**Required work**. In the entries below, count the lines that include the word "public" and reply with the number alone.

**Material for the task**.

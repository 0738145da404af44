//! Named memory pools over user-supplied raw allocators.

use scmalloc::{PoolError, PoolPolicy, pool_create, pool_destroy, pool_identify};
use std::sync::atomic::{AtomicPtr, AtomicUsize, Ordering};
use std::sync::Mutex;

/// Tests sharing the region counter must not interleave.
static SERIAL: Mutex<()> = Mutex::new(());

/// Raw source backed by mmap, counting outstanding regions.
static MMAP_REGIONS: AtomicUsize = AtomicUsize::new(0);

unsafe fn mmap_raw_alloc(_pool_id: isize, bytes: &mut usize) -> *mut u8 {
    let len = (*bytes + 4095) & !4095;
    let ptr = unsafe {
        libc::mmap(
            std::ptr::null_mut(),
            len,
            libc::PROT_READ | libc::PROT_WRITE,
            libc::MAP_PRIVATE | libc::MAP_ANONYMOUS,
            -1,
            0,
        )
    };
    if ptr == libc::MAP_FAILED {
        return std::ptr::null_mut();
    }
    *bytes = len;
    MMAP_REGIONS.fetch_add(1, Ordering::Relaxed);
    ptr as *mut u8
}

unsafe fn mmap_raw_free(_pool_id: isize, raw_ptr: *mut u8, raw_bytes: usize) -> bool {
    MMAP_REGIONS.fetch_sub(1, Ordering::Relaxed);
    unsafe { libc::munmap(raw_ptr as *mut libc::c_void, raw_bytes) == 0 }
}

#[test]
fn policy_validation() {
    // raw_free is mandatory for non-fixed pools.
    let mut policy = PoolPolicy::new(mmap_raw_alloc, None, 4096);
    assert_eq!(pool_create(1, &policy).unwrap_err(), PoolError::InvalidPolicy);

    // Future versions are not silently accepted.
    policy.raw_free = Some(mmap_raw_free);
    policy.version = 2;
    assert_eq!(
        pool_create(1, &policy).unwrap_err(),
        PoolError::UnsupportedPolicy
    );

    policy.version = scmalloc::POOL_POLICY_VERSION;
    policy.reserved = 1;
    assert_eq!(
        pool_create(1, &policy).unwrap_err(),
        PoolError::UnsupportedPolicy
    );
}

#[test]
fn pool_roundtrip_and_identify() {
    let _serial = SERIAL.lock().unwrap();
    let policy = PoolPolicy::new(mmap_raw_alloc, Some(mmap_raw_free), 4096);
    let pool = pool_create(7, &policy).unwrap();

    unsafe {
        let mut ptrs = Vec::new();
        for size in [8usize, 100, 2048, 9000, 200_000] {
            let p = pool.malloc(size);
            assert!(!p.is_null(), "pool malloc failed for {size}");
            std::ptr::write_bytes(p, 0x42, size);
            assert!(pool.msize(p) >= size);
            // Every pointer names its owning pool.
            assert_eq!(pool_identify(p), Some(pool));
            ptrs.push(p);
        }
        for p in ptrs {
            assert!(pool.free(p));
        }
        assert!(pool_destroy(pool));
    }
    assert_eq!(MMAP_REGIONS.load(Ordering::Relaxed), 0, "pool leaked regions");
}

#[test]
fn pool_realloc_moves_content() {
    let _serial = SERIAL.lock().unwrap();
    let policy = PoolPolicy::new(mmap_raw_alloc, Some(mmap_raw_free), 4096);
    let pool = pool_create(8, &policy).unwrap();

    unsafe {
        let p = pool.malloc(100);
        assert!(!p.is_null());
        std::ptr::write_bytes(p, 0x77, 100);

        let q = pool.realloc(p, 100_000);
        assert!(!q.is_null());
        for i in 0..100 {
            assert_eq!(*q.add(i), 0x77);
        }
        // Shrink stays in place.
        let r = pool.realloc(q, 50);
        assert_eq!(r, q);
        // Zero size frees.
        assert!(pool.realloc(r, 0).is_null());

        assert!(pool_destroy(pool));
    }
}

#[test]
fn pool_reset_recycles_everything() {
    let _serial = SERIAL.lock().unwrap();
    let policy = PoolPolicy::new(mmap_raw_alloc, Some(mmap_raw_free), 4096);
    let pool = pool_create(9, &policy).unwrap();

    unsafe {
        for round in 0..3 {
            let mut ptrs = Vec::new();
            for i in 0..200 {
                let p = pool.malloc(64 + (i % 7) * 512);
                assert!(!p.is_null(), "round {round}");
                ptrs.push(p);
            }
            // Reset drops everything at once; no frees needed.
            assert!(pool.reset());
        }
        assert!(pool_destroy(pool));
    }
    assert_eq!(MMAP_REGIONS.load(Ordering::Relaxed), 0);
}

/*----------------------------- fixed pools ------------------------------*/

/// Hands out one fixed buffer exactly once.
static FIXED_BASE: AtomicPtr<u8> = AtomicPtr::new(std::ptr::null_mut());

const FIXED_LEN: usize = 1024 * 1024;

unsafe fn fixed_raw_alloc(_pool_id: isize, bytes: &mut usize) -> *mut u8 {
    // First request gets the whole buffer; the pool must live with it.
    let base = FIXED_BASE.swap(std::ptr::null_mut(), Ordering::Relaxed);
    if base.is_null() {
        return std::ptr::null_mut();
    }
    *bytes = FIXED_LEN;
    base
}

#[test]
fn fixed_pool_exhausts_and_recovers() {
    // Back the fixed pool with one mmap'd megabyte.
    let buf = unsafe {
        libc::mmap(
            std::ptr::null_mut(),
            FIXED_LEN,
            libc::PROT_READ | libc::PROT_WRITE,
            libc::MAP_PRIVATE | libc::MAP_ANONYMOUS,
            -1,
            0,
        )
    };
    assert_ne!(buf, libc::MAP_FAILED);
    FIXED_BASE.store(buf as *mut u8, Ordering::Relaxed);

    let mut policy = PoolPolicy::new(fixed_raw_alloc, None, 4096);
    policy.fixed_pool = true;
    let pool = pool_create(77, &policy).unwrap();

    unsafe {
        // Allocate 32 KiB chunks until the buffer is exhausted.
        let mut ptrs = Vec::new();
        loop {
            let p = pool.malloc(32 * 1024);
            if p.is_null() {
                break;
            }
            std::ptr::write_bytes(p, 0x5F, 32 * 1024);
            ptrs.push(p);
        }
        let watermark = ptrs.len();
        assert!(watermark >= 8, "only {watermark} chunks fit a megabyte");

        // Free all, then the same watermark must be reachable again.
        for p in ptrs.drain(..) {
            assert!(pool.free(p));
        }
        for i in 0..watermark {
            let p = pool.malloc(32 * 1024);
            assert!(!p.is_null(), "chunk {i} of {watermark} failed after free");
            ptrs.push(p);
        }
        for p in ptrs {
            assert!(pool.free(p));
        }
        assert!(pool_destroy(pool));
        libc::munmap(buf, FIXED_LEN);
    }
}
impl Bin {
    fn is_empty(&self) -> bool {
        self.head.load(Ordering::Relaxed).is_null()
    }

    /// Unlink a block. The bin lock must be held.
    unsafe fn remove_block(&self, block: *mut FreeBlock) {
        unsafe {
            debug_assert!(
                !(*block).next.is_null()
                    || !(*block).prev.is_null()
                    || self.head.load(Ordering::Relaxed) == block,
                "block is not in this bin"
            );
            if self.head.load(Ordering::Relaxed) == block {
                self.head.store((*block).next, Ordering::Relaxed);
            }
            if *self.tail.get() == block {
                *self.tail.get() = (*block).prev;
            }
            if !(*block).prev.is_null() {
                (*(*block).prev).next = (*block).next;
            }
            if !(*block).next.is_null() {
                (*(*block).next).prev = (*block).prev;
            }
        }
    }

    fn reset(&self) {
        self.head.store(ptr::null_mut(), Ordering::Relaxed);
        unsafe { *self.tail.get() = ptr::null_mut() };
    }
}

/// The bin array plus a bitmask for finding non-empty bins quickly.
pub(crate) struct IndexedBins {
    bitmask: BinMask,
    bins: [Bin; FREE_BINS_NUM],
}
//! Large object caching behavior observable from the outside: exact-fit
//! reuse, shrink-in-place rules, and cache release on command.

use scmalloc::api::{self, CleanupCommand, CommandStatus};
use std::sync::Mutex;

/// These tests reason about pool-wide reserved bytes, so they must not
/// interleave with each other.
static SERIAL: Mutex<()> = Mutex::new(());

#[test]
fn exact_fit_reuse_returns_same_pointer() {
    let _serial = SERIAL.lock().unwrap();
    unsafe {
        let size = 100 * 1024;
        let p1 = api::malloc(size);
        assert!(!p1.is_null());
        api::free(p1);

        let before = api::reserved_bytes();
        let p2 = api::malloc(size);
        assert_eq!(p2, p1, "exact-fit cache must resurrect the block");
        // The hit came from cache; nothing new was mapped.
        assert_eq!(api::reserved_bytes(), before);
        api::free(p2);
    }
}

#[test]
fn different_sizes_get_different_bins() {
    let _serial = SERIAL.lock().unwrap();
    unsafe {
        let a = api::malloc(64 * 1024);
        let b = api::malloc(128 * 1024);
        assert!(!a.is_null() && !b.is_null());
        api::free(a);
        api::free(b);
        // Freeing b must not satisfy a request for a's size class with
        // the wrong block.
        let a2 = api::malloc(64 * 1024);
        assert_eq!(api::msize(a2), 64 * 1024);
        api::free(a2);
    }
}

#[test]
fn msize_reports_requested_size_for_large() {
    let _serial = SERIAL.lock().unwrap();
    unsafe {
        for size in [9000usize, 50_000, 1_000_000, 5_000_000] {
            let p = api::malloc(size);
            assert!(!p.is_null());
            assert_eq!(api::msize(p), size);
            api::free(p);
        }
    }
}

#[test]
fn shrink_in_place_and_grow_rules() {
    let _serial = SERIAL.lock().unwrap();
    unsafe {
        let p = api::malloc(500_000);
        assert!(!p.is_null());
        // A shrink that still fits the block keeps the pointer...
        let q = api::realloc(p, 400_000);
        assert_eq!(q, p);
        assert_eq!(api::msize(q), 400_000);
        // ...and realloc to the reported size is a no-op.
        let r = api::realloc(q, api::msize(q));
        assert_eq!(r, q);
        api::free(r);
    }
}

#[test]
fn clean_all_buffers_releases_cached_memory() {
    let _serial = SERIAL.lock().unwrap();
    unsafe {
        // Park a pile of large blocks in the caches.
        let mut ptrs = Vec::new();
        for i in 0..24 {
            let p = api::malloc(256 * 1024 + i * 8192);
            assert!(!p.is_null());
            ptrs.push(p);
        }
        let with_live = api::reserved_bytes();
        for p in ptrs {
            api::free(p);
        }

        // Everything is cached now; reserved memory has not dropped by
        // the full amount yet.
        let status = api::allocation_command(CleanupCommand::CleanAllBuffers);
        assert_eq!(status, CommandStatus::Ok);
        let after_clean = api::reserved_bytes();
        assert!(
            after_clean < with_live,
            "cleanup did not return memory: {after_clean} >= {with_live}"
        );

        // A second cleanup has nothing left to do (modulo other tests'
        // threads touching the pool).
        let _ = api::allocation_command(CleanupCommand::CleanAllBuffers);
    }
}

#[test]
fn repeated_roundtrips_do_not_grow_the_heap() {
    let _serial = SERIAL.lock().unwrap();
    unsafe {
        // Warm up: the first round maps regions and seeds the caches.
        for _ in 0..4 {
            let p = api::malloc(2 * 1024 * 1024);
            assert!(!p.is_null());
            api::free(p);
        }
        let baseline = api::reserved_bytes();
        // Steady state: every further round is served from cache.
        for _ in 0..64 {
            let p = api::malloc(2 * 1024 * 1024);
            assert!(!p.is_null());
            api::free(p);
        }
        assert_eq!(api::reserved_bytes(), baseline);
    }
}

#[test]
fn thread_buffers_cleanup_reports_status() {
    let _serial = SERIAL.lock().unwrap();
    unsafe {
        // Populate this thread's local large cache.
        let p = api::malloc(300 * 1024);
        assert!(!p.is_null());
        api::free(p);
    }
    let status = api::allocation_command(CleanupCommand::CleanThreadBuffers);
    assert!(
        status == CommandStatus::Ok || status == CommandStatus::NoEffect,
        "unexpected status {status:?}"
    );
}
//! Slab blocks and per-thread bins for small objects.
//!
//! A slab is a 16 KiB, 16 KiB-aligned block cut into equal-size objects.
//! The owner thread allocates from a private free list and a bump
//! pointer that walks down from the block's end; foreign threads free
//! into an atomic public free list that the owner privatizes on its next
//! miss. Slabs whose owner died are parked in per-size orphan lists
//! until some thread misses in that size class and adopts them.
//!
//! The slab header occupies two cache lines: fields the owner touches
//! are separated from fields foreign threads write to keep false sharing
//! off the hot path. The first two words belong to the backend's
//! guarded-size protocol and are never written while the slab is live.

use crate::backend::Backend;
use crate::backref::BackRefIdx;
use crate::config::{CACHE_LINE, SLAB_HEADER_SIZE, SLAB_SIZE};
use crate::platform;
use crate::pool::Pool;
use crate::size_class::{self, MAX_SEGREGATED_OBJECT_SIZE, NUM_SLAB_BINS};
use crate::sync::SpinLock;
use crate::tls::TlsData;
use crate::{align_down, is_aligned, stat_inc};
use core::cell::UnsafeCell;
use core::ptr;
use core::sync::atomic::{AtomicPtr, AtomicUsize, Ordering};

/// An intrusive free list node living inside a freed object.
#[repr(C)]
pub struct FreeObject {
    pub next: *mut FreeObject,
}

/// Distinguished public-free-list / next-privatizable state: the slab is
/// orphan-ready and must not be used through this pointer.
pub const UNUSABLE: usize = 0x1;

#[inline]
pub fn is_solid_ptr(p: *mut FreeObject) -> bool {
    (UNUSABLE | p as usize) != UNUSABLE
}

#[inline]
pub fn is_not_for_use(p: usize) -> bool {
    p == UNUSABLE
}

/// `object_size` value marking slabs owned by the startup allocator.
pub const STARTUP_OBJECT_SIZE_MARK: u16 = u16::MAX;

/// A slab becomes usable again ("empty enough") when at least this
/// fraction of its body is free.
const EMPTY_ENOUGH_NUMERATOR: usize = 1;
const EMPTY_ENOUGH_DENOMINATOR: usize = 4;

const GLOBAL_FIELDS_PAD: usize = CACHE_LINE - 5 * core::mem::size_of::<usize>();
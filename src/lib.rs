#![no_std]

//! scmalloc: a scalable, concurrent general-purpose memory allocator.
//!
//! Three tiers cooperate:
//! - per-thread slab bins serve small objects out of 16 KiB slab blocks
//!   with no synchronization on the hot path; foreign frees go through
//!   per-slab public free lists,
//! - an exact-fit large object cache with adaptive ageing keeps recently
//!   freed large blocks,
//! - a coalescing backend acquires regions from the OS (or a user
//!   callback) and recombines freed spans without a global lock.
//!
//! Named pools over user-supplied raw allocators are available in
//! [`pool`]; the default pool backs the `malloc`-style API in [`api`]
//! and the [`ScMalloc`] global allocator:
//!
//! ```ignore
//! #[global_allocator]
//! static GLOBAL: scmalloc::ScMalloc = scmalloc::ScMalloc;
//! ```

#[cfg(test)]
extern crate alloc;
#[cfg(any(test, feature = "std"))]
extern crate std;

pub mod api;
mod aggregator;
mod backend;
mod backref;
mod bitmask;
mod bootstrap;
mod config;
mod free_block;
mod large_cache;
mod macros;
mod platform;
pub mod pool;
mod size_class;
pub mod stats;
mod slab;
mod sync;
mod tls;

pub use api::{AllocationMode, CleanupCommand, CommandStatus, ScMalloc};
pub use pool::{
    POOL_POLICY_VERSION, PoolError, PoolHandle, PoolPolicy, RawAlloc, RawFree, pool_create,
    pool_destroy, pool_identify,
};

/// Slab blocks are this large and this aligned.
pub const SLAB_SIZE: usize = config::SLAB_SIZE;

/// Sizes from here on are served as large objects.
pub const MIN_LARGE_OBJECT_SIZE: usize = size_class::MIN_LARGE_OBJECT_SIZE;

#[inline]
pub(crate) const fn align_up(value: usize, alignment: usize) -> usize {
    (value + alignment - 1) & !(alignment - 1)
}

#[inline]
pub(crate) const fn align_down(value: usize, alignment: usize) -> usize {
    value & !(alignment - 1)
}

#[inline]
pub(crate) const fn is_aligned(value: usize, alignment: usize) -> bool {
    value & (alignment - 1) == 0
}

**Your solution**. 3